Judging by how badly TFA was written.
Got it. So the cars cannot handle changes in traffic markers.
So they cannot deal with new stop LIGHTS but they can deal with new stop SIGNS. WTF?
And it would be "unmapped" for the first attempt. Right? Because the cars should be sending back data on road conditions and such to HQ. Right?
And the car needs the map to drive, right?
So they just drove over the same "few thousand miles of roadway" again and again and again and again? Until they got to 700,000 miles?
As it should. Because you don't know if that piece of paper is covering a rock or a pothole or whatever.
Isn't that one of the easier problems? The car waits until it detects a gap of X size where X is dependent upon the speed of oncoming vehicles and the distance it needs to cross PLUS a pre-set "safety margin".
Google often leaves the impression that, as a Google executive once wrote, the cars can “drive anywhere a car can legally drive.”

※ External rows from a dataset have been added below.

//! List query coordination.
//!
//! The list is built from three independent reads against the contact
//! service: the favorited contacts, one page of the remaining contacts, and the
//! number of remaining contacts matching the search. [`ListCoordinator`] ties
//! the three to one snapshot of the favorites and paging state, tags them with
//! a generation, and publishes a [`ListViewModel`] only for the newest
//! generation.
//!
//! # Flow
//!
//! ```text
//! issue() ──► ReadTicket ──► fetch(api) ──► ReadOutcome ──► complete()
//!   ▲                                                          │
//!   └──────────── every input change bumps the generation ◄────┘
//! ```
//!
//! Outcomes of older generations are dropped on arrival. A failed read fails
//! its whole generation and the last published view stays on screen.

use super::favorites::FavoritesStore;
use super::pagination::{PageState, PageStore};
use crate::domain::error::Result;
use crate::domain::{Contact, ContactId, SearchPattern};
use crate::remote::ContactApi;
use futures_util::future;
use std::collections::BTreeSet;
use std::fmt;
use tracing::Instrument;

/// Monotonic tag of one read triple.
#[derive(Debug, Clone, Copy, Default, PartialEq, Eq, PartialOrd, Ord, Hash)]
pub struct Generation(u64);

impl Generation {
    #[must_use]
    pub const fn get(self) -> u64 {
        self.0
    }

    const fn next(self) -> Self {
        Self(self.0 + 1)
    }
}

impl fmt::Display for Generation {
    fn fmt(&self, f: &mut fmt::Formatter<'_>) -> fmt::Result {
        write!(f, "{}", self.0)
    }
}

/// Store state a generation was issued against.
#[derive(Debug, Clone, PartialEq, Eq)]
pub struct Snapshot {
    pub favorites: BTreeSet<ContactId>,
    pub page: PageState,
}

impl Snapshot {
    #[must_use]
    pub fn capture(favorites: &FavoritesStore, pages: &PageStore) -> Self {
        Self {
            favorites: favorites.all_favorite_ids(),
            page: pages.state().clone(),
        }
    }
}

/// Permission to run the reads of one generation.
#[derive(Debug, Clone, PartialEq, Eq)]
pub struct ReadTicket {
    pub generation: Generation,
    pub snapshot: Snapshot,
}

/// Raw answers of the three reads.
#[derive(Debug, Clone, PartialEq, Eq)]
pub struct RemoteLists {
    pub favorites: Vec<Contact>,
    pub others: Vec<Contact>,
    pub total_others_count: usize,
}

/// Result of running a [`ReadTicket`].
#[derive(Debug)]
pub struct ReadOutcome {
    pub generation: Generation,
    pub snapshot: Snapshot,
    pub result: Result<RemoteLists>,
}

/// Merged, render-ready list for one generation.
#[derive(Debug, Clone, PartialEq, Eq)]
pub struct ListViewModel {
    pub generation: Generation,
    pub favorites: Vec<Contact>,
    pub others: Vec<Contact>,
    pub total_others_count: usize,
    pub current_page: usize,
    pub has_prev: bool,
    pub has_next: bool,
    pub search: SearchPattern,
}

impl ListViewModel {
    #[must_use]
    pub fn is_empty(&self) -> bool {
        self.favorites.is_empty() && self.others.is_empty()
    }
}

/// What [`ListCoordinator::complete`] did with an outcome.
#[derive(Debug, Clone, PartialEq, Eq)]
pub enum Completion {
    /// A new view was published.
    Published(Generation),
    /// The outcome belonged to an older generation and was dropped.
    Discarded(Generation),
    /// A read failed; the previous view is still current.
    Failed(String),
    /// The page is past the end of a shrunken result set. The caller should
    /// clamp the cursor to `count` rows and issue a new generation.
    OutOfRange { count: usize },
}

/// Issues read generations and publishes the newest successful one.
#[derive(Debug, Clone, Default)]
pub struct ListCoordinator {
    current: Generation,
    pending: bool,
    published: Option<ListViewModel>,
}

impl ListCoordinator {
    #[must_use]
    pub fn new() -> Self {
        Self::default()
    }

    /// Starts a new generation for the current store state.
    ///
    /// Any outcome still in flight becomes stale.
    pub fn issue(&mut self, favorites: &FavoritesStore, pages: &PageStore) -> ReadTicket {
        self.current = self.current.next();
        self.pending = true;
        let snapshot = Snapshot::capture(favorites, pages);
        tracing::debug!(
            generation = %self.current,
            favorites = snapshot.favorites.len(),
            offset = snapshot.page.offset,
            search = %snapshot.page.search,
            "read generation issued"
        );
        ReadTicket {
            generation: self.current,
            snapshot,
        }
    }

    #[must_use]
    pub const fn current_generation(&self) -> Generation {
        self.current
    }

    #[must_use]
    pub fn is_current(&self, generation: Generation) -> bool {
        generation == self.current
    }

    /// Returns `true` while the current generation has not resolved.
    #[must_use]
    pub const fn is_pending(&self) -> bool {
        self.pending
    }

    /// Last published view, if any generation has succeeded yet.
    #[must_use]
    pub const fn view(&self) -> Option<&ListViewModel> {
        self.published.as_ref()
    }

    /// Runs the three reads of `ticket` concurrently.
    ///
    /// The reads share the ticket's snapshot, so the favorite ids excluded from
    /// the others page are exactly the ids the favorites read loads.
    pub async fn fetch<A>(api: &A, ticket: ReadTicket) -> ReadOutcome
    where
        A: ContactApi + ?Sized,
    {
        let ReadTicket { generation, snapshot } = ticket;
        let span = tracing::debug_span!("list_fetch", generation = %generation);

        let ids: Vec<ContactId> = snapshot.favorites.iter().copied().collect();
        let page = &snapshot.page;
        let reads = future::try_join3(
            api.query_favorites(ids.clone()),
            api.query_others(page.search.clone(), ids.clone(), page.offset, page.page_size),
            api.count_others(page.search.clone(), ids),
        );

        let result = reads
            .instrument(span)
            .await
            .map(|(favorites, others, total_others_count)| RemoteLists {
                favorites,
                others,
                total_others_count,
            });

        ReadOutcome {
            generation,
            snapshot,
            result,
        }
    }

    /// Applies a finished outcome.
    ///
    /// Only the current generation can publish or fail; anything older is
    /// discarded without touching the published view.
    pub fn complete(&mut self, outcome: &ReadOutcome) -> Completion {
        if !self.is_current(outcome.generation) {
            tracing::debug!(
                generation = %outcome.generation,
                current = %self.current,
                "stale read outcome discarded"
            );
            return Completion::Discarded(outcome.generation);
        }
        self.pending = false;

        let lists = match &outcome.result {
            Ok(lists) => lists,
            Err(e) => {
                tracing::warn!(generation = %outcome.generation, error = %e, "list read failed");
                return Completion::Failed(e.to_string());
            }
        };

        let page = &outcome.snapshot.page;
        if lists.others.is_empty() && page.offset > 0 && page.offset >= lists.total_others_count {
            tracing::debug!(
                generation = %outcome.generation,
                offset = page.offset,
                count = lists.total_others_count,
                "page past the end of results"
            );
            return Completion::OutOfRange {
                count: lists.total_others_count,
            };
        }

        let view = derive_view(outcome.generation, &outcome.snapshot, lists.clone());
        tracing::debug!(
            generation = %view.generation,
            favorites = view.favorites.len(),
            others = view.others.len(),
            total = view.total_others_count,
            "list view published"
        );
        self.published = Some(view);
        Completion::Published(outcome.generation)
    }
}

/// Merges the three reads of one snapshot into a [`ListViewModel`].
///
/// Rows are re-partitioned against the snapshot so `others` never holds a
/// favorite and `favorites` never holds a non-favorite, whatever the service
/// returned.
#[must_use]
pub fn derive_view(generation: Generation, snapshot: &Snapshot, lists: RemoteLists) -> ListViewModel {
    let RemoteLists {
        mut favorites,
        mut others,
        total_others_count,
    } = lists;

    let before = others.len() + favorites.len();
    others.retain(|c| !snapshot.favorites.contains(&c.id));
    favorites.retain(|c| snapshot.favorites.contains(&c.id));
    if others.len() + favorites.len() != before {
        tracing::warn!(generation = %generation, "service returned rows outside their section");
    }

    let page = &snapshot.page;
    ListViewModel {
        generation,
        favorites,
        others,
        total_others_count,
        current_page: page.page(),
        has_prev: page.offset > 0,
        has_next: page.offset + page.page_size < total_others_count,
        search: page.search.clone(),
    }
}

#[cfg(test)]
mod tests {
    use super::*;
    use crate::domain::error::PhonebookError;

    fn contact(id: u64) -> Contact {
        Contact {
            id: ContactId::new(id),
            first_name: format!("First{id}"),
            last_name: "Doe".to_string(),
            phones: vec!["555".to_string()],
            created_at: i64::try_from(id).unwrap(),
        }
    }

    fn lists(others: &[u64], count: usize) -> RemoteLists {
        RemoteLists {
            favorites: vec![],
            others: others.iter().copied().map(contact).collect(),
            total_others_count: count,
        }
    }

    fn ok(ticket: &ReadTicket, lists: RemoteLists) -> ReadOutcome {
        ReadOutcome {
            generation: ticket.generation,
            snapshot: ticket.snapshot.clone(),
            result: Ok(lists),
        }
    }

    #[test]
    fn has_next_is_false_when_page_end_equals_count() {
        let mut coordinator = ListCoordinator::new();
        let ticket = coordinator.issue(&FavoritesStore::new(), &PageStore::new(10));
        let ids: Vec<u64> = (1..=10).collect();
        coordinator.complete(&ok(&ticket, lists(&ids, 10)));

        let view = coordinator.view().unwrap();
        assert!(!view.has_next);
        assert!(!view.has_prev);
        assert_eq!(view.current_page, 1);
    }

    #[test]
    fn stale_outcome_is_discarded_and_newer_published() {
        let mut coordinator = ListCoordinator::new();
        let mut favorites = FavoritesStore::new();
        let pages = PageStore::new(10);

        let first = coordinator.issue(&favorites, &pages);
        favorites.toggle(ContactId::new(1));
        let second = coordinator.issue(&favorites, &pages);

        let stale = coordinator.complete(&ok(&first, lists(&[1, 2], 2)));
        assert_eq!(stale, Completion::Discarded(first.generation));
        assert!(coordinator.view().is_none());
        assert!(coordinator.is_pending());

        let fresh = coordinator.complete(&ok(&second, lists(&[2], 1)));
        assert_eq!(fresh, Completion::Published(second.generation));
        assert_eq!(coordinator.view().unwrap().generation, second.generation);
    }

    #[test]
    fn failure_keeps_the_previous_view() {
        let mut coordinator = ListCoordinator::new();
        let pages = PageStore::new(10);
        let favorites = FavoritesStore::new();

        let first = coordinator.issue(&favorites, &pages);
        coordinator.complete(&ok(&first, lists(&[1], 1)));

        let second = coordinator.issue(&favorites, &pages);
        let failed = coordinator.complete(&ReadOutcome {
            generation: second.generation,
            snapshot: second.snapshot.clone(),
            result: Err(PhonebookError::Transport("connection reset".to_string())),
        });

        assert!(matches!(failed, Completion::Failed(message) if message.contains("connection reset")));
        assert_eq!(coordinator.view().unwrap().generation, first.generation);
        assert!(!coordinator.is_pending());
    }

    #[test]
    fn empty_page_past_the_end_asks_for_clamp() {
        let mut coordinator = ListCoordinator::new();
        let mut pages = PageStore::new(10);
        pages.next_page();
        let ticket = coordinator.issue(&FavoritesStore::new(), &pages);

        let completion = coordinator.complete(&ok(&ticket, lists(&[], 10)));
        assert_eq!(completion, Completion::OutOfRange { count: 10 });
        assert!(coordinator.view().is_none());
    }

    #[test]
    fn derive_view_drops_favorites_from_others() {
        let mut favorites = FavoritesStore::new();
        favorites.toggle(ContactId::new(2));
        let snapshot = Snapshot::capture(&favorites, &PageStore::new(10));

        let view = derive_view(Generation::default(), &snapshot, lists(&[1, 2, 3], 3));
        let ids: Vec<u64> = view.others.iter().map(|c| c.id.get()).collect();
        assert_eq!(ids, vec![1, 3]);
    }
}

Wow, that's just a big ol' lie isn't it?
Brave Sir Robin ran away. ("No!") Bravely ran away away. ("I didn't!")
Bitch, whine, moan. Autonomous cars are a work in progress. Didn't anyone think they weren't?
Would you buy a self-driving car that couldn't drive itself in 99 percent of the country?
Of course not. But then, no-one's selling them yet, because they're STILL DEVELOPING THEM.
systemd is Roko's Basilisk.
Simple. The owner of the car will get the ticket.
In areas with fast growth detailed maps of every inch of the roads will require an accumulation of data almost hourly. For a specific map to be updated hour by hour may offer a billing opportunity for a major data service. Assume your car drives you to work at 8 am.. When it is time to return home the computer will need to know if any alterations or conditions have occurred during the day. Since most of us repeat patterns in daily driving those routes may update themselves while the vehicle is at rest. But any variation in routes would call for some sort of advanced route request so that one could get in the car and be transported without delay. Many sales organisations have craved a new street or new dwelling directory for decades and it has never happened yet. I live in a region in which new roads and homes crop up daily and it often takes maps months before those new streets appear. One can get a list of new building permits from the city or county but there is no map to guide one and the new places may be months from completion. The sales community would love daily mapping of their region.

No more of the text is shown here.